Ebola has the potential to become modern plague. One would think that the first thing to do is to block the ways it reaches Europe, North America and other parts of the world. Think again. Welcome to the theater of the absurd.
So, Ebola. Since 1976, there have been 20 outbreaks of this horrible disease in Africa. Until recently, the outbreaks have been successfully contained within the African continent. However, epidemiologists were sure that Ebola would spread beyond its marked-out-with-flags territory. It was a matter of time. Now it is clear that the time has come.
Today, the origins of the virus are no longer of any importance; whether it came from wild animals or from dangerous experiments that aimed to create a perfect biological weapon (this theory has a lot of supporters by the way). Something else is important: How far will the disease spread? Ebola has the potential to become a modern plague. The survival rate is 50 percent. In West Africa, more than 7,000 people have been infected. More than 3,500 have already died. Vaccines against Ebola, just like the plague, don’t exist. The consequences of this threat are far grimmer than any terrorists or any Islamic State, regardless of what Barack Obama says.
One would think that the first thing to do would be to block the ways it reaches Europe, North America and other parts of the world. In other words, temporarily close air travel from West Africa. More than that, one would expect that the efforts of the U.N. and other international organizations to stop the outbreak in the affected countries would be stepped up.
Think again. Welcome to the theater of the absurd. More and more teams of doctors and health workers are being dispatched to West Africa. But each week, thousands of people travel from Nigeria alone, the country which is the biggest air hub in the West African region: 3,000 to 6,000 people arrive in the U.S., the U.K. and France; some 1,500 to 3,000 people arrive in Turkey, India, and Canada, and 300 to 1,500 people arrive in Holland alone. This is how Ebola spreads around the globe.
The World Health Organization, admitting its failure, states that it is impossible to stop the virus from spreading. Even if this is true, do we really need to help the virus spread?
From the West, with few exceptions, we hear politically correct statement calling for a stop to air travel from West Africa. How would this be possible? It is simply unacceptable. People must have freedom of movement and travel. To deprive anyone of this right would be contrary to universal human values.
Yes, people have the right to freedom of movement, but people also have the right to life, the right not to catch a disease because of liberal politicians obsessed with political correctness that can destroy all of humankind.

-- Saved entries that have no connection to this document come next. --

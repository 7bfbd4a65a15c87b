//! In-memory store.
//!
//! Implements every store trait over plain maps. Used by service and API
//! tests, and handy for running the server without `PostgreSQL`.

use std::collections::BTreeMap;
use std::sync::atomic::{AtomicBool, Ordering};

use async_trait::async_trait;
use chrono::Utc;
use posts_common::{AppError, AppResult};
use tokio::sync::RwLock;

use crate::entities::{Polarity, comment, like, post};
use crate::store::{CommentStore, LikeStore, NewComment, NewLike, NewPost, PostStore};

#[derive(Default)]
struct Tables {
    posts: BTreeMap<i64, post::Model>,
    likes: BTreeMap<i64, like::Model>,
    comments: BTreeMap<i64, comment::Model>,
    last_id: i64,
}

impl Tables {
    const fn next_id(&mut self) -> i64 {
        self.last_id += 1;
        self.last_id
    }
}

/// Map-backed implementation of [`PostStore`], [`LikeStore`] and [`CommentStore`].
#[derive(Default)]
pub struct InMemoryStore {
    tables: RwLock<Tables>,
    unavailable: AtomicBool,
}

impl InMemoryStore {
    /// Create an empty store.
    #[must_use]
    pub fn new() -> Self {
        Self::default()
    }

    /// Make every subsequent operation fail with a storage error.
    pub fn set_unavailable(&self, unavailable: bool) {
        self.unavailable.store(unavailable, Ordering::SeqCst);
    }

    fn ensure_available(&self) -> AppResult<()> {
        if self.unavailable.load(Ordering::SeqCst) {
            return Err(AppError::Storage("store unavailable".to_string()));
        }
        Ok(())
    }

    /// Number of like rows for a (user, post) pair.
    pub async fn like_rows(&self, user_id: i64, post_id: i64) -> usize {
        self.tables
            .read()
            .await
            .likes
            .values()
            .filter(|l| l.user_id == user_id && l.post_id == post_id)
            .count()
    }
}

fn newest_first(posts: &mut [post::Model]) {
    posts.sort_by(|a, b| b.created_at.cmp(&a.created_at).then(b.id.cmp(&a.id)));
}

#[async_trait]
impl PostStore for InMemoryStore {
    async fn insert(&self, new: NewPost) -> AppResult<post::Model> {
        self.ensure_available()?;
        let mut tables = self.tables.write().await;
        let now = Utc::now();
        let model = post::Model {
            id: tables.next_id(),
            user_id: new.user_id,
            description: new.description,
            media_id: new.media_id,
            total_likes: 0,
            total_unlikes: 0,
            created_at: now.into(),
            updated_at: now.into(),
        };
        tables.posts.insert(model.id, model.clone());
        Ok(model)
    }

    async fn find_by_id(&self, id: i64) -> AppResult<Option<post::Model>> {
        self.ensure_available()?;
        Ok(self.tables.read().await.posts.get(&id).cloned())
    }

    async fn find_by_user_id(&self, user_id: i64) -> AppResult<Vec<post::Model>> {
        self.find_by_user_ids(&[user_id]).await
    }

    async fn find_by_user_ids(&self, user_ids: &[i64]) -> AppResult<Vec<post::Model>> {
        self.ensure_available()?;
        let mut posts: Vec<_> = self
            .tables
            .read()
            .await
            .posts
            .values()
            .filter(|p| user_ids.contains(&p.user_id))
            .cloned()
            .collect();
        newest_first(&mut posts);
        Ok(posts)
    }

    async fn update_counters(
        &self,
        id: i64,
        total_likes: i32,
        total_unlikes: i32,
    ) -> AppResult<post::Model> {
        self.ensure_available()?;
        let mut tables = self.tables.write().await;
        let post = tables.posts.get_mut(&id).ok_or(AppError::PostNotFound(id))?;
        post.total_likes = total_likes;
        post.total_unlikes = total_unlikes;
        post.updated_at = Utc::now().into();
        Ok(post.clone())
    }

    async fn delete_with_associations(&self, id: i64) -> AppResult<()> {
        self.ensure_available()?;
        let mut tables = self.tables.write().await;
        tables.likes.retain(|_, l| l.post_id != id);
        tables.comments.retain(|_, c| c.post_id != id);
        tables.posts.remove(&id);
        Ok(())
    }
}

#[async_trait]
impl LikeStore for InMemoryStore {
    async fn insert(&self, new: NewLike) -> AppResult<like::Model> {
        self.ensure_available()?;
        let mut tables = self.tables.write().await;
        let now = Utc::now();
        let model = like::Model {
            id: tables.next_id(),
            user_id: new.user_id,
            post_id: new.post_id,
            polarity: new.polarity,
            created_at: now.into(),
            updated_at: now.into(),
        };
        tables.likes.insert(model.id, model.clone());
        Ok(model)
    }

    async fn find_by_user_and_post(
        &self,
        user_id: i64,
        post_id: i64,
    ) -> AppResult<Option<like::Model>> {
        self.ensure_available()?;
        Ok(self
            .tables
            .read()
            .await
            .likes
            .values()
            .find(|l| l.user_id == user_id && l.post_id == post_id)
            .cloned())
    }

    async fn update_polarity(&self, id: i64, polarity: Polarity) -> AppResult<like::Model> {
        self.ensure_available()?;
        let mut tables = self.tables.write().await;
        let like = tables
            .likes
            .get_mut(&id)
            .ok_or_else(|| AppError::NotFound(format!("Like {id}")))?;
        like.polarity = polarity;
        like.updated_at = Utc::now().into();
        Ok(like.clone())
    }

    async fn find_by_post(&self, post_id: i64) -> AppResult<Vec<like::Model>> {
        self.ensure_available()?;
        Ok(self
            .tables
            .read()
            .await
            .likes
            .values()
            .filter(|l| l.post_id == post_id)
            .cloned()
            .collect())
    }

    async fn delete(&self, id: i64) -> AppResult<u64> {
        self.ensure_available()?;
        Ok(u64::from(self.tables.write().await.likes.remove(&id).is_some()))
    }

    async fn delete_by_post(&self, post_id: i64) -> AppResult<u64> {
        self.ensure_available()?;
        let mut tables = self.tables.write().await;
        let before = tables.likes.len();
        tables.likes.retain(|_, l| l.post_id != post_id);
        Ok((before - tables.likes.len()) as u64)
    }
}

#[async_trait]
impl CommentStore for InMemoryStore {
    async fn insert(&self, new: NewComment) -> AppResult<comment::Model> {
        self.ensure_available()?;
        let mut tables = self.tables.write().await;
        let now = Utc::now();
        let model = comment::Model {
            id: tables.next_id(),
            user_id: new.user_id,
            post_id: new.post_id,
            content: new.content,
            created_at: now.into(),
            updated_at: now.into(),
        };
        tables.comments.insert(model.id, model.clone());
        Ok(model)
    }

    async fn find_by_id(&self, id: i64) -> AppResult<Option<comment::Model>> {
        self.ensure_available()?;
        Ok(self.tables.read().await.comments.get(&id).cloned())
    }

    async fn find_by_post(&self, post_id: i64) -> AppResult<Vec<comment::Model>> {
        self.ensure_available()?;
        let mut comments: Vec<_> = self
            .tables
            .read()
            .await
            .comments
            .values()
            .filter(|c| c.post_id == post_id)
            .cloned()
            .collect();
        comments.sort_by(|a, b| a.created_at.cmp(&b.created_at).then(a.id.cmp(&b.id)));
        Ok(comments)
    }

    async fn delete(&self, id: i64) -> AppResult<u64> {
        self.ensure_available()?;
        Ok(u64::from(
            self.tables.write().await.comments.remove(&id).is_some(),
        ))
    }

    async fn delete_by_post(&self, post_id: i64) -> AppResult<u64> {
        self.ensure_available()?;
        let mut tables = self.tables.write().await;
        let before = tables.comments.len();
        tables.comments.retain(|_, c| c.post_id != post_id);
        Ok((before - tables.comments.len()) as u64)
    }
}

#[cfg(test)]
#[allow(clippy::unwrap_used)]
mod tests {
    use super::*;

    fn new_post(user_id: i64) -> NewPost {
        NewPost {
            user_id,
            description: "Morning run".to_string(),
            media_id: 1,
        }
    }

    #[tokio::test]
    async fn test_ids_are_unique_across_tables() {
        let store = InMemoryStore::new();
        let post = PostStore::insert(&store, new_post(1)).await.unwrap();
        let like = LikeStore::insert(
            &store,
            NewLike {
                user_id: 2,
                post_id: post.id,
                polarity: Polarity::Positive,
            },
        )
        .await
        .unwrap();

        assert_ne!(post.id, like.id);
    }

    #[tokio::test]
    async fn test_posts_newest_first() {
        let store = InMemoryStore::new();
        let first = PostStore::insert(&store, new_post(1)).await.unwrap();
        let second = PostStore::insert(&store, new_post(1)).await.unwrap();
        PostStore::insert(&store, new_post(2)).await.unwrap();

        let posts = store.find_by_user_id(1).await.unwrap();
        let ids: Vec<_> = posts.iter().map(|p| p.id).collect();

        assert_eq!(ids, vec![second.id, first.id]);
    }

    #[tokio::test]
    async fn test_update_counters_missing_post() {
        let store = InMemoryStore::new();
        let result = store.update_counters(42, 1, 0).await;
        assert!(matches!(result, Err(AppError::PostNotFound(42))));
    }

    #[tokio::test]
    async fn test_delete_with_associations_removes_dependents() {
        let store = InMemoryStore::new();
        let post = PostStore::insert(&store, new_post(1)).await.unwrap();
        LikeStore::insert(
            &store,
            NewLike {
                user_id: 2,
                post_id: post.id,
                polarity: Polarity::Negative,
            },
        )
        .await
        .unwrap();
        CommentStore::insert(
            &store,
            NewComment {
                user_id: 2,
                post_id: post.id,
                content: "hi".to_string(),
            },
        )
        .await
        .unwrap();

        store.delete_with_associations(post.id).await.unwrap();

        assert!(PostStore::find_by_id(&store, post.id).await.unwrap().is_none());
        assert!(LikeStore::find_by_post(&store, post.id).await.unwrap().is_empty());
        assert!(CommentStore::find_by_post(&store, post.id).await.unwrap().is_empty());
    }

    #[tokio::test]
    async fn test_unavailable_store_fails() {
        let store = InMemoryStore::new();
        store.set_unavailable(true);

        let result = PostStore::insert(&store, new_post(1)).await;
        assert!(matches!(result, Err(AppError::Storage(_))));
    }
}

This is the message coming from high European cabinets: “The values that we as Europeans stand for – solidarity, dignity and respect for human rights – make our support for the countries affected by the epidemic our moral obligation.”*
Moral obligation is a wonderful thing. The affected countries need help; moreover, they need full support to stop Ebola. But European values obviously do not involve keeping air travel open with the countries afflicted by the epidemic.
We are told that all people arriving from West Africa will be screened. Nonsense. The passengers can be declared Ebola-free only after a 21-day quarantine.
It seems that Western politicians are blinded by liberal political correctness to the point that they no longer understand that by campaigning against restrictive measures with popular talk about human freedom and dignity, and with the mantra of universal human rights, they, in reality, provide people with a new and, quite literally, deadly right: the right to Ebola. The spread of the virus means that those hundreds of brave doctors, who have already contracted the disease, will die in vain. Like kamikaze fighters, the doctors are thrown to West Africa to fight Ebola at its source by those who are not able to understand that entire nations, not just separate people, need to be quarantined. It is an unpleasant fact, but one that has to be admitted.
However, liberal political correctness is at odds with the truth. It lives in its own world of abstract freedoms and hypocritical values.
Ebola couldn’t possibly have a better ally.
Editor’s Note: Aleksei Pushkov is chairman of the State Duma committee on foreign affairs, political analyst, Ph.D of history, professor and lecturer at Moscow State Institute of International Relations.
*This quotation, although accurately translated, could not be verified.